By SUZANNE McFADDEN
Inside Prada's walls, skipper Francesco de Angelis is known as the world's most superstitious man. He wears the same sailing shirt every day, and refuses to change his sunglasses, even to the regulation Prada brand.
In his native Italy, 17 is the unlucky number - the equivalent of our 13.
So 17 minutes after yesterday's start of the Louis Vuitton semifinal race against AmericaOne, it was almost as if de Angelis was waiting for something to happen.
And it did. The mast snapped - and the race was lost. But it won't be end of the Italians, the glamour syndicate of the America's Cup challenger series.
The Prada challenge is well-heeled, and has already chewed up more than $100 million. Before yesterday, their ample cupboard stored six masts - and within two hours of docking, the crew had stepped a new mast and were out sailing in the setting sun.
For Patrizio Bertelli, boss of both the syndicate and the Prada fashion house, yesterday's greatest loss was not the mast or the badly torn mainsail.
It was losing one more point in the semifinals, forfeiting the race to AmericaOne, and "having less statistical chance of making the final."
Prada are now fourth of six boats - and for the first time in three months, appear fragile.
Prada's silver boat, Luna Rossa, was recovering well from a poor start when the accident happened - caused by a broken steel fitting which holds the shrouds that keep the mast up.
Bertelli said: "The first thing in my mind was change it, change it quickly."

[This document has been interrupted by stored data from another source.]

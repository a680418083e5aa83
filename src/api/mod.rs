//! Client for the GitLab v4 REST API.
//!
//! Every request carries the configured `PRIVATE-TOKEN` header. Non-2xx
//! responses have no structured error contract; only the status code is kept.
//!
//! # Endpoints
//!
//! | Operation | Request |
//! |-----------|---------|
//! | [`GitLabClient::project_by_id`] | `GET /projects/{id}` |
//! | [`GitLabClient::project_by_path`] | `GET /projects/{url-encoded-path}` |
//! | [`GitLabClient::search_projects`] | `GET /projects?search={text}` |
//! | [`GitLabClient::list_projects_page`] | `GET /projects?page=&per_page=&order_by=id&sort=asc` |
//! | [`GitLabClient::request_archive`] | `GET /projects/{id}/repository/archive.zip` |
//!
//! # Example
//!
//! ```no_run
//! use gitlab_backup_core::{ApiConfig, GitLabClient};
//!
//! # async fn example() -> Result<(), Box<dyn std::error::Error>> {
//! let config = ApiConfig::new("https://gitlab.example.com", "glpat-token")?;
//! let client = GitLabClient::new(config)?;
//! let project = client.project_by_path("team/app").await?;
//! println!("{} -> {}", project.path_with_namespace, project.id);
//! # Ok(())
//! # }
//! ```

mod client;
mod error;
mod project;

pub use client::{CATALOG_PAGE_SIZE, GitLabClient, encode_project_path};
pub use error::ApiError;
pub use project::Project;
//! Project resolution: turning raw repository references into [`Project`]s.
//!
//! A reference may be a numeric ID, a clone URL, a partial or decorated path,
//! or a bare name. [`ProjectResolver`] runs an ordered list of
//! [`ResolveStrategy`] objects and stops at the first one that finds a project.
//!
//! # Architecture
//!
//! - [`ResolveStrategy`] - Async trait each lookup strategy implements
//! - [`ProjectResolver`] - Ordered chain with early exit and batch resolution
//! - [`IdLookup`], [`CloneUrlSearch`], [`PathLookup`], [`NameSearch`] - The
//!   default chain, in order
//!
//! # Example
//!
//! ```no_run
//! use gitlab_backup_core::{ApiConfig, GitLabClient, ProjectResolver};
//!
//! # async fn example() -> Result<(), Box<dyn std::error::Error>> {
//! let client = GitLabClient::new(ApiConfig::new("https://gitlab.example.com", "token")?)?;
//! let resolver = ProjectResolver::with_default_chain(&client);
//! let project = resolver.resolve("https://gitlab.example.com/team/app.git").await?;
//! println!("resolved {} (ID {})", project.path_with_namespace, project.id);
//! # Ok(())
//! # }
//! ```

mod chain;
mod error;
mod path;
mod strategies;

pub use chain::{ProjectResolver, ResolutionReport, ResolvedReference, SkippedReference};
pub use error::ResolveError;
pub use path::{extract_project_path, project_name_from_path};
pub use strategies::{CloneUrlSearch, IdLookup, NameSearch, PathLookup};

use async_trait::async_trait;

use crate::api::Project;

/// Outcome of a single strategy attempt.
#[derive(Debug, Clone)]
pub enum ResolveStep {
    /// The strategy found the project.
    Found(Project),
    /// The strategy could not find it; the chain moves on.
    Miss(ResolveError),
}

/// A single way of looking a reference up.
///
/// Strategies never fail hard: transport errors, error statuses and
/// undecodable bodies all surface as [`ResolveStep::Miss`] so the chain can
/// fall through to the next strategy.
///
/// # Object Safety
///
/// Uses `async_trait` so strategies can be stored as `Box<dyn ResolveStrategy>`.
#[async_trait]
pub trait ResolveStrategy: Send + Sync {
    /// Short name used in logs and reports (e.g. `"id"`, `"path"`).
    fn name(&self) -> &'static str;

    /// Tries to resolve a trimmed, non-empty reference.
    async fn attempt(&self, reference: &str) -> ResolveStep;
}
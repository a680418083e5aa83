//! Report files written into `reports/`.
//!
//! | File | Written | Contents |
//! |------|---------|----------|
//! | `projects.json` | after resolution | `{ backup_time, total_projects, projects }` |
//! | `projects.txt` | after resolution | human-readable project list |
//! | `backup_report.txt` | after downloads | timing, totals, per-outcome counts, failures |

use std::fmt::Write as _;
use std::path::Path;
use std::time::Duration;

use chrono::{DateTime, Local};
use serde::Serialize;
use tracing::info;

use super::{BackupError, BackupLayout};
use crate::api::Project;
use crate::download::{DownloadOutcome, DownloadStats};

const TIMESTAMP_FORMAT: &str = "%Y-%m-%d %H:%M:%S";
const RULE_WIDTH: usize = 50;

/// Body of `projects.json`.
#[derive(Debug, Serialize)]
pub struct ProjectsSummary<'a> {
    /// When the summary was written.
    pub backup_time: String,
    /// Number of resolved projects.
    pub total_projects: usize,
    /// The resolved projects, in input order.
    pub projects: &'a [Project],
}

/// Writes `projects.json` and `projects.txt`.
///
/// # Errors
///
/// Returns [`BackupError`] if either file cannot be written.
pub async fn write_project_summary(
    layout: &BackupLayout,
    written_at: DateTime<Local>,
    projects: &[Project],
) -> Result<(), BackupError> {
    let summary = ProjectsSummary {
        backup_time: written_at.format(TIMESTAMP_FORMAT).to_string(),
        total_projects: projects.len(),
        projects,
    };

    let json_path = layout.reports_dir().join("projects.json");
    let json = serde_json::to_string_pretty(&summary).map_err(|source| BackupError::Serialize {
        path: json_path.clone(),
        source,
    })?;
    write_file(&json_path, json).await?;

    let txt_path = layout.reports_dir().join("projects.txt");
    write_file(&txt_path, render_projects_txt(layout.date(), &summary)).await?;

    info!(dir = %layout.reports_dir().display(), projects = projects.len(), "wrote project summary");
    Ok(())
}

/// Writes `backup_report.txt`.
///
/// # Errors
///
/// Returns [`BackupError::Io`] if the file cannot be written.
pub async fn write_backup_report(
    layout: &BackupLayout,
    started: DateTime<Local>,
    finished: DateTime<Local>,
    stats: &DownloadStats,
) -> Result<(), BackupError> {
    let path = layout.reports_dir().join("backup_report.txt");
    write_file(&path, render_backup_report(layout, started, finished, stats)).await?;
    info!(path = %path.display(), "wrote backup report");
    Ok(())
}

/// Renders `projects.txt`.
#[must_use]
pub fn render_projects_txt(date: &str, summary: &ProjectsSummary<'_>) -> String {
    let mut out = String::new();
    let _ = writeln!(out, "Backup date: {date}");
    let _ = writeln!(out, "Backup time: {}", summary.backup_time);
    let _ = writeln!(out, "Total projects: {}", summary.total_projects);
    let _ = writeln!(out, "{}\n", "=".repeat(RULE_WIDTH));

    for p in summary.projects {
        let _ = writeln!(out, "Name: {}", p.name);
        let _ = writeln!(out, "Path: {}", p.path_with_namespace);
        let _ = writeln!(out, "ID: {}", p.id);
        let _ = writeln!(out, "Web URL: {}", p.web_url);
        let _ = writeln!(out, "SSH URL: {}", p.ssh_url_to_repo);
        let _ = writeln!(out, "HTTP URL: {}", p.http_url_to_repo);
        let _ = writeln!(out, "{}", "-".repeat(RULE_WIDTH));
    }
    out
}

/// Renders `backup_report.txt`.
#[must_use]
pub fn render_backup_report(
    layout: &BackupLayout,
    started: DateTime<Local>,
    finished: DateTime<Local>,
    stats: &DownloadStats,
) -> String {
    let elapsed = (finished - started).to_std().unwrap_or_default();
    let rule = "=".repeat(RULE_WIDTH);

    let mut out = String::new();
    let _ = writeln!(out, "GitLab backup report");
    let _ = writeln!(out, "{rule}\n");
    let _ = writeln!(out, "Backup date: {}", layout.date());
    let _ = writeln!(out, "Started: {}", started.format(TIMESTAMP_FORMAT));
    let _ = writeln!(out, "Finished: {}", finished.format(TIMESTAMP_FORMAT));
    let _ = writeln!(out, "Duration: {}", format_duration(elapsed));
    let _ = writeln!(out, "Total projects: {}", stats.total());
    let _ = writeln!(out, "Downloaded: {}", stats.completed());
    let _ = writeln!(out, "Already present: {}", stats.skipped_existing());
    let _ = writeln!(out, "Failed: {}", stats.failed());
    let _ = writeln!(out, "Retries: {}", stats.retried());
    let _ = writeln!(out, "Backup directory: {}", layout.backup_dir().display());
    let _ = writeln!(out, "{rule}");

    let failures: Vec<_> = stats
        .outcomes()
        .iter()
        .filter_map(|o| match o {
            DownloadOutcome::Failed {
                project,
                attempts,
                error,
            } => Some((project, attempts, error)),
            _ => None,
        })
        .collect();
    if !failures.is_empty() {
        let _ = writeln!(out, "\nFailed projects:");
        for (project, attempts, error) in failures {
            let _ = writeln!(out, "  {project} ({attempts} attempt(s)): {error}");
        }
    }
    out
}

/// Formats a duration rounded to whole seconds, e.g. `1h2m3s`, `45s`.
#[must_use]
pub fn format_duration(duration: Duration) -> String {
    let total = duration.as_secs() + u64::from(duration.subsec_millis() >= 500);
    let (hours, minutes, seconds) = (total / 3600, (total % 3600) / 60, total % 60);
    match (hours, minutes) {
        (0, 0) => format!("{seconds}s"),
        (0, _) => format!("{minutes}m{seconds}s"),
        _ => format!("{hours}h{minutes}m{seconds}s"),
    }
}

async fn write_file(path: &Path, contents: String) -> Result<(), BackupError> {
    tokio::fs::write(path, contents)
        .await
        .map_err(|e| BackupError::io(path, e))
}
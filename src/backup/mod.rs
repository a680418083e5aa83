//! Backup runs: dated layout, repo-list file, catalog listing and reports.
//!
//! [`Orchestrator::run`] ties the other modules together: it creates the
//! [`BackupLayout`], resolves every reference sequentially, writes the
//! project summary, downloads all archives and writes the final report.

mod error;
mod layout;
mod orchestrator;
mod repo_list;
mod report;

pub use error::BackupError;
pub use layout::{BackupLayout, DEFAULT_BACKUP_ROOT};
pub use orchestrator::{BackupSummary, Orchestrator};
pub use repo_list::{
    DEFAULT_CATALOG_FILE, DEFAULT_REPO_FILE, REPO_FILE_TEMPLATE, ensure_repo_file,
    parse_references, read_references, write_catalog,
};
pub use report::{
    ProjectsSummary, format_duration, render_backup_report, render_projects_txt,
    write_backup_report, write_project_summary,
};
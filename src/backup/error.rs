//! Error types for backup runs.

use std::path::PathBuf;

use thiserror::Error;

use crate::api::ApiError;
use crate::resolver::ResolveError;

/// Run-level failures. Any of these aborts the backup.
#[derive(Debug, Error)]
pub enum BackupError {
    /// Filesystem error on a backup directory, list file or report.
    #[error("IO error on {path}: {source}")]
    Io {
        /// The path involved.
        path: PathBuf,
        /// The underlying IO error.
        #[source]
        source: std::io::Error,
    },

    /// The repo-list file had no usable reference.
    #[error(
        "no repository references in {path}\n  Suggestion: add one ID, clone URL or path per line (lines starting with '#' are ignored)"
    )]
    NoReferences {
        /// The repo-list file.
        path: PathBuf,
    },

    /// No reference could be resolved.
    #[error(transparent)]
    Resolve(#[from] ResolveError),

    /// The project catalog could not be listed.
    #[error("failed to list projects: {source}")]
    Catalog {
        /// The underlying API error.
        #[source]
        source: ApiError,
    },

    /// A report could not be serialized.
    #[error("failed to serialize {path}: {source}")]
    Serialize {
        /// The report path.
        path: PathBuf,
        /// The serializer error.
        #[source]
        source: serde_json::Error,
    },
}

impl BackupError {
    /// Creates an IO error.
    pub fn io(path: impl Into<PathBuf>, source: std::io::Error) -> Self {
        Self::Io {
            path: path.into(),
            source,
        }
    }

    /// Creates a catalog error.
    pub fn catalog(source: ApiError) -> Self {
        Self::Catalog { source }
    }
}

A Prada fashion show could not have choreographed the break better. It was a designer break - the mast snapped cleanly in the middle and folded neatly down on to the deck, missing the crew. Within minutes it was tidied up and tied down - the rigging arranged like an avant-garde sculpture.
Stars & Stripes still lead the semifinals with three wins from three but they too had problems. Last night Dennis Conner's crew were patching up a metre-long split in the stern of the boat, after a collision with Le Defi France.